§ WORK TO BE COMPLETED
Copy the listing below line for line, starting at its first line and ending with the line that has "use std::collections::hash_map::DefaultHasher;" in it. Add nothing.

◇ ◇ ◇ ◇ ◇ ◇ ◇

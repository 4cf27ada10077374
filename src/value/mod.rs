// src/value/mod.rs
//
// 動的な被演算子
//
// ホストの数値型を閉じた列挙型で表す。演算子は被演算子の種類を
// 一度だけ判定し、組ごとの専用カーネルに振り分ける（dispatch.rs）。

pub mod dispatch;
pub mod float_ops;

use std::collections::hash_map::DefaultHasher;
use std::convert::TryFrom;
use std::hash::{Hash, Hasher};

use num_bigint::BigInt;
use num_rational::BigRational;

use crate::error::{FractionError, Result};
use crate::fraction::hash::{hash_float, hash_integer};
use crate::fraction::Fraction;

pub use dispatch::{BinaryOp, CompareOp};

/// 複素数ハッシュで虚部に掛ける係数
const HASH_IMAG: i64 = 1_000_003;

#[derive(Debug, Clone, PartialEq)]
pub enum Value {
    Integer(BigInt),
    Fraction(Fraction),
    Float(f64),
    /// 分子・分母を公開する外部の有理数型
    Rational(BigRational),
    /// 構築時の入力としてのみ使う
    Text(String),
    /// Fraction が扱わない数値型
    Complex { re: f64, im: f64 },
}

impl Value {
    pub fn integer(value: impl Into<BigInt>) -> Value {
        Value::Integer(value.into())
    }

    pub fn type_name(&self) -> &'static str {
        match self {
            Value::Integer(_) => "int",
            Value::Fraction(_) => "Fraction",
            Value::Float(_) => "float",
            Value::Rational(_) => "Rational",
            Value::Text(_) => "str",
            Value::Complex { .. } => "complex",
        }
    }

    /// 値が等しい数値は同じハッシュ値になる
    pub fn hash_value(&self) -> i64 {
        match self {
            Value::Integer(n) => hash_integer(n),
            Value::Fraction(f) => f.hash_value(),
            Value::Float(x) => hash_float(*x),
            Value::Rational(r) => Fraction::from(r.clone()).hash_value(),
            Value::Text(s) => {
                let mut hasher = DefaultHasher::new();
                s.hash(&mut hasher);
                hasher.finish() as i64
            }
            Value::Complex { re, im } => {
                let combined = hash_float(*re).wrapping_add(HASH_IMAG.wrapping_mul(hash_float(*im)));
                if combined == -1 {
                    -2
                } else {
                    combined
                }
            }
        }
    }
}

impl From<Fraction> for Value {
    fn from(value: Fraction) -> Self {
        Value::Fraction(value)
    }
}

impl From<BigInt> for Value {
    fn from(value: BigInt) -> Self {
        Value::Integer(value)
    }
}

impl From<i64> for Value {
    fn from(value: i64) -> Self {
        Value::Integer(BigInt::from(value))
    }
}

impl From<f64> for Value {
    fn from(value: f64) -> Self {
        Value::Float(value)
    }
}

impl From<BigRational> for Value {
    fn from(value: BigRational) -> Self {
        Value::Rational(value)
    }
}

impl From<&str> for Value {
    fn from(value: &str) -> Self {
        Value::Text(value.to_string())
    }
}

// ============================================================================
// 動的な構築
// ============================================================================

impl Fraction {
    /// 単一の値から構築する（整数・Fraction・float・有理数・文字列）
    pub fn from_value(value: Value) -> Result<Fraction> {
        match value {
            Value::Integer(n) => Ok(Fraction::from_integer(n)),
            Value::Fraction(f) => Ok(f),
            Value::Float(x) => Fraction::from_f64(x),
            Value::Rational(r) => Ok(Fraction::from(r)),
            Value::Text(s) => s.parse(),
            Value::Complex { .. } => Err(FractionError::type_error(
                "Numerator should be either an integer or a floating point number when denominator is not specified.",
            )),
        }
    }

    /// (分子, 分母) の組から構築する。どちらも整数でなければならない。
    pub fn from_value_pair(numerator: Value, denominator: Value) -> Result<Fraction> {
        let numerator = match numerator {
            Value::Integer(n) => n,
            _ => {
                return Err(FractionError::type_error(
                    "Numerator should be an integer when denominator is specified.",
                ))
            }
        };
        let denominator = match denominator {
            Value::Integer(d) => d,
            _ => return Err(FractionError::type_error("Denominator should be an integer.")),
        };
        Fraction::new(numerator, denominator)
    }
}

impl TryFrom<Value> for Fraction {
    type Error = FractionError;

    fn try_from(value: Value) -> Result<Self> {
        Fraction::from_value(value)
    }
}
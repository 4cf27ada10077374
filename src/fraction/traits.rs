// src/fraction/traits.rs
//
// 数値トレイトと外部有理数型との相互運用

use std::str::FromStr;

use num_bigint::BigInt;
use num_rational::{BigRational, Ratio};
use num_traits::{FromPrimitive, Num, One, Pow, Signed, ToPrimitive, Zero};
use serde::{de, Deserialize, Deserializer, Serialize, Serializer};

use super::{normalize_signs, Fraction};
use crate::error::{FractionError, Result};

// ============================================================================
// RationalLike: 分子・分母を公開する有理数
// ============================================================================

/// 分子と分母を整数として読み出せる値
pub trait RationalLike {
    fn numerator(&self) -> BigInt;
    fn denominator(&self) -> BigInt;
}

impl RationalLike for Fraction {
    fn numerator(&self) -> BigInt {
        self.numerator.clone()
    }

    fn denominator(&self) -> BigInt {
        self.denominator.clone()
    }
}

impl<T: Clone + Into<BigInt>> RationalLike for Ratio<T> {
    fn numerator(&self) -> BigInt {
        self.numer().clone().into()
    }

    fn denominator(&self) -> BigInt {
        self.denom().clone().into()
    }
}

impl Fraction {
    /// 任意の有理数から構築する（符号と約分をやり直す）
    pub fn from_rational<R: RationalLike + ?Sized>(value: &R) -> Result<Fraction> {
        Fraction::new(value.numerator(), value.denominator())
    }
}

impl From<BigRational> for Fraction {
    fn from(value: BigRational) -> Self {
        // Ratio は分母ゼロを持たない
        let (numerator, denominator) = value.into_raw();
        let (numerator, denominator) = normalize_signs(numerator, denominator);
        Fraction::reduced(numerator, denominator)
    }
}

impl From<Fraction> for BigRational {
    fn from(value: Fraction) -> Self {
        let (numerator, denominator) = value.into_parts();
        Ratio::new_raw(numerator, denominator)
    }
}

// ============================================================================
// num-traits
// ============================================================================

impl Zero for Fraction {
    fn zero() -> Self {
        Fraction::default()
    }

    fn is_zero(&self) -> bool {
        self.numerator.is_zero()
    }
}

impl One for Fraction {
    fn one() -> Self {
        Fraction::from_integer(1)
    }

    fn is_one(&self) -> bool {
        self.numerator.is_one() && self.denominator.is_one()
    }
}

impl Num for Fraction {
    type FromStrRadixErr = FractionError;

    /// 10 進ならリテラル文法、それ以外は "分子/分母" または整数
    fn from_str_radix(text: &str, radix: u32) -> Result<Self> {
        if radix == 10 {
            return Fraction::from_str(text);
        }
        let invalid = || FractionError::value(format!("Invalid literal for Fraction: '{}'", text));
        match text.split_once('/') {
            Some((numerator, denominator)) => {
                let numerator = BigInt::from_str_radix(numerator, radix).map_err(|_| invalid())?;
                let denominator = BigInt::from_str_radix(denominator, radix).map_err(|_| invalid())?;
                if denominator.is_negative() {
                    return Err(invalid());
                }
                Fraction::new(numerator, denominator)
            }
            None => {
                let value = BigInt::from_str_radix(text, radix).map_err(|_| invalid())?;
                Ok(Fraction::from_integer(value))
            }
        }
    }
}

impl Signed for Fraction {
    fn abs(&self) -> Self {
        Fraction::abs(self)
    }

    fn abs_sub(&self, other: &Self) -> Self {
        if self <= other {
            Fraction::zero()
        } else {
            self - other
        }
    }

    fn signum(&self) -> Self {
        Fraction::from_integer(self.numerator.signum())
    }

    fn is_positive(&self) -> bool {
        Fraction::is_positive(self)
    }

    fn is_negative(&self) -> bool {
        Fraction::is_negative(self)
    }
}

impl ToPrimitive for Fraction {
    fn to_i64(&self) -> Option<i64> {
        self.trunc().to_i64()
    }

    fn to_u64(&self) -> Option<u64> {
        self.trunc().to_u64()
    }

    fn to_i128(&self) -> Option<i128> {
        self.trunc().to_i128()
    }

    fn to_u128(&self) -> Option<u128> {
        self.trunc().to_u128()
    }

    fn to_f64(&self) -> Option<f64> {
        self.try_to_f64().ok()
    }
}

impl FromPrimitive for Fraction {
    fn from_i64(n: i64) -> Option<Self> {
        Some(Fraction::from_integer(n))
    }

    fn from_u64(n: u64) -> Option<Self> {
        Some(Fraction::from_integer(n))
    }

    fn from_i128(n: i128) -> Option<Self> {
        Some(Fraction::from_integer(n))
    }

    fn from_u128(n: u128) -> Option<Self> {
        Some(Fraction::from_integer(n))
    }

    fn from_f64(n: f64) -> Option<Self> {
        Fraction::from_f64(n).ok()
    }
}

impl Pow<u32> for Fraction {
    type Output = Fraction;

    fn pow(self, exponent: u32) -> Fraction {
        (&self).pow(exponent)
    }
}

impl<'a> Pow<u32> for &'a Fraction {
    type Output = Fraction;

    fn pow(self, exponent: u32) -> Fraction {
        // 既約な n/d の冪は既約
        // Pow トレイトは値渡しなので BigInt の固有メソッドを明示する
        Fraction::from_canonical(
            BigInt::pow(&self.numerator, exponent),
            BigInt::pow(&self.denominator, exponent),
        )
    }
}

// ============================================================================
// serde: (分子, 分母) の組として直列化する
// ============================================================================

impl Serialize for Fraction {
    fn serialize<S: Serializer>(&self, serializer: S) -> std::result::Result<S::Ok, S::Error> {
        (&self.numerator, &self.denominator).serialize(serializer)
    }
}

impl<'de> Deserialize<'de> for Fraction {
    fn deserialize<D: Deserializer<'de>>(deserializer: D) -> std::result::Result<Self, D::Error> {
        let (numerator, denominator) = <(BigInt, BigInt)>::deserialize(deserializer)?;
        Fraction::new(numerator, denominator).map_err(de::Error::custom)
    }
}

#[cfg(test)]
mod tests {
    use super::*;
    use crate::fraction;

    fn sum_of_parts<R: RationalLike>(value: &R) -> BigInt {
        value.numerator() + value.denominator()
    }

    #[test]
    fn test_rational_like_generic_access() {
        assert_eq!(sum_of_parts(&fraction!(3, 4)), BigInt::from(7));
        assert_eq!(sum_of_parts(&Ratio::new(6i64, 8i64)), BigInt::from(7));
        assert_eq!(Fraction::from_rational(&Ratio::new(-2i32, 4)).unwrap(), fraction!(-1, 2));
    }

    #[test]
    fn test_big_rational_conversions() {
        let ratio = BigRational::new(BigInt::from(10), BigInt::from(-4));
        let fraction = Fraction::from(ratio.clone());
        assert_eq!(fraction, fraction!(-5, 2));
        assert_eq!(BigRational::from(fraction), ratio);
    }

    #[test]
    fn test_zero_one_signed() {
        assert!(Fraction::zero().is_zero());
        assert!(Fraction::one().is_one());
        assert!(!fraction!(2, 3).is_one());
        assert_eq!(Signed::abs(&fraction!(-2, 3)), fraction!(2, 3));
        assert_eq!(fraction!(-2, 3).signum(), fraction!(-1));
        assert_eq!(fraction!(0).signum(), fraction!(0));
        assert_eq!(fraction!(1, 2).abs_sub(&fraction!(3, 4)), fraction!(0));
        assert_eq!(fraction!(3, 4).abs_sub(&fraction!(1, 2)), fraction!(1, 4));
    }

    #[test]
    fn test_from_str_radix() {
        assert_eq!(Fraction::from_str_radix("3.5", 10).unwrap(), fraction!(7, 2));
        assert_eq!(Fraction::from_str_radix("ff/10", 16).unwrap(), fraction!(255, 16));
        assert_eq!(Fraction::from_str_radix("-101", 2).unwrap(), fraction!(-5));
        assert!(Fraction::from_str_radix("1/0", 2).is_err());
        assert!(Fraction::from_str_radix("zz", 16).is_err());
    }

    #[test]
    fn test_primitive_conversions() {
        assert_eq!(fraction!(-7, 2).to_i64(), Some(-3));
        assert_eq!(fraction!(-7, 2).to_u64(), None);
        assert_eq!(fraction!(1, 4).to_f64(), Some(0.25));
        assert_eq!(<Fraction as FromPrimitive>::from_f64(0.75), Some(fraction!(3, 4)));
        assert_eq!(<Fraction as FromPrimitive>::from_f64(f64::NAN), None);
        assert_eq!(Fraction::from_u64(9), Some(fraction!(9)));
    }

    #[test]
    fn test_pow_trait() {
        assert_eq!(fraction!(-2, 3).pow(3u32), fraction!(-8, 27));
        assert_eq!(Pow::pow(&fraction!(5, 7), 0u32), fraction!(1));
    }

    #[test]
    fn test_pow_trait_borrowed_base_is_untouched() {
        let base = fraction!(-3, 4);
        let cubed = Pow::pow(&base, 3u32);
        assert_eq!(cubed, fraction!(-27, 64));
        assert_eq!(cubed.denominator(), &BigInt::from(64));
        assert_eq!(base, fraction!(-3, 4));
        assert_eq!((&base).pow(2u32), fraction!(9, 16));
    }

    #[test]
    fn test_serde_round_trip() {
        let value = fraction!(-22, 7);
        let json = serde_json::to_string(&value).unwrap();
        let restored: Fraction = serde_json::from_str(&json).unwrap();
        assert_eq!(restored, value);
    }

    #[test]
    fn test_deserialize_normalizes_and_rejects_zero_denominator() {
        let json = serde_json::to_string(&(BigInt::from(6), BigInt::from(-4))).unwrap();
        let restored: Fraction = serde_json::from_str(&json).unwrap();
        assert_eq!(restored, fraction!(-3, 2));

        let json = serde_json::to_string(&(BigInt::from(1), BigInt::from(0))).unwrap();
        let err = serde_json::from_str::<Fraction>(&json).unwrap_err();
        assert!(err.to_string().contains("Denominator should be non-zero."));
    }
}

◇ ◇ ◇ ◇ ◇ ◇ ◇

§ YOUR SOLUTION
repository 4cf27ada10077374
filename src/value/mod.rs
// src/value/mod.rs
//
// 動的な被演算子
//
// ホストの数値型を閉じた列挙型で表す。演算子は被演算子の種類を
// 一度だけ判定し、組ごとの専用カーネルに振り分ける（dispatch.rs）。

pub mod dispatch;
pub mod float_ops;

use std::collections::hash_map::DefaultHasher;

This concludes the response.